** Opening DATA FOR ANALYSIS block **

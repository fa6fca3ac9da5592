//! Spectral inspection of generated audio.

use std::f64::consts::TAU;

use rustfft::{num_complex::Complex, FftPlanner};

/// Frequency in Hz of the strongest spectral bin within `[min_hz, max_hz]`.
///
/// The whole buffer is transformed under a Hann window, so resolution is
/// `sample_rate / samples.len()`. Returns 0.0 for buffers too short to
/// analyze or when the band holds no energy.
pub fn dominant_frequency(samples: &[f64], sample_rate: u32, min_hz: f64, max_hz: f64) -> f64 {
    let n = samples.len();
    if n < 64 || sample_rate == 0 {
        return 0.0;
    }

    let mut planner = FftPlanner::<f64>::new();
    let fft = planner.plan_fft_forward(n);

    let mut buffer: Vec<Complex<f64>> = samples
        .iter()
        .enumerate()
        .map(|(i, &s)| {
            let window = 0.5 * (1.0 - (TAU * i as f64 / n as f64).cos());
            Complex::new(s * window, 0.0)
        })
        .collect();

    fft.process(&mut buffer);

    let resolution = sample_rate as f64 / n as f64;
    let nyquist = n / 2;
    let lo = (min_hz / resolution).ceil().max(1.0) as usize;
    let hi = ((max_hz / resolution).floor() as usize).min(nyquist);

    let mut max_magnitude = 0.0;
    let mut max_bin = 0;
    for (i, c) in buffer.iter().enumerate().take(hi + 1).skip(lo) {
        let magnitude = c.norm();
        if magnitude > max_magnitude {
            max_magnitude = magnitude;
            max_bin = i;
        }
    }

    max_bin as f64 * resolution
}

#[cfg(test)]
mod tests {
    use super::*;

    fn tone(freq: f64, seconds: usize, sample_rate: u32) -> Vec<f64> {
        (0..seconds * sample_rate as usize)
            .map(|i| (TAU * freq * i as f64 / sample_rate as f64).sin())
            .collect()
    }

    #[test]
    fn test_finds_pure_tone() {
        let peak = dominant_frequency(&tone(440.0, 1, 22050), 22050, 20.0, 2000.0);
        assert!((peak - 440.0).abs() <= 1.0, "peak {}", peak);
    }

    #[test]
    fn test_band_limits_search() {
        let mixed: Vec<f64> = tone(8.0, 2, 22050)
            .iter()
            .zip(tone(440.0, 2, 22050))
            .map(|(a, b)| 0.1 * a + b)
            .collect();
        let low = dominant_frequency(&mixed, 22050, 1.0, 100.0);
        assert!((low - 8.0).abs() <= 0.5, "peak {}", low);
    }

    #[test]
    fn test_short_or_silent_input() {
        assert_eq!(dominant_frequency(&[0.5; 10], 22050, 1.0, 100.0), 0.0);
        assert_eq!(dominant_frequency(&[0.0; 4096], 22050, 1.0, 100.0), 0.0);
    }
}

** Closing DATA FOR ANALYSIS block **

**HOW TO COMPLETE THIS TASK**
Exactly the lines from the one containing "let mixed: Vec<f64>" through the last line of the records are to be transcribed, both endpoints included.

**FINISHED TASK**
        let mixed: Vec<f64> = tone(8.0, 2, 22050)
            .iter()
            .zip(tone(440.0, 2, 22050))
            .map(|(a, b)| 0.1 * a + b)
            .collect();
        let low = dominant_frequency(&mixed, 22050, 1.0, 100.0);
        assert!((low - 8.0).abs() <= 0.5, "peak {}", low);
    }

    #[test]
    fn test_short_or_silent_input() {
        assert_eq!(dominant_frequency(&[0.5; 10], 22050, 1.0, 100.0), 0.0);
        assert_eq!(dominant_frequency(&[0.0; 4096], 22050, 1.0, 100.0), 0.0);
    }
}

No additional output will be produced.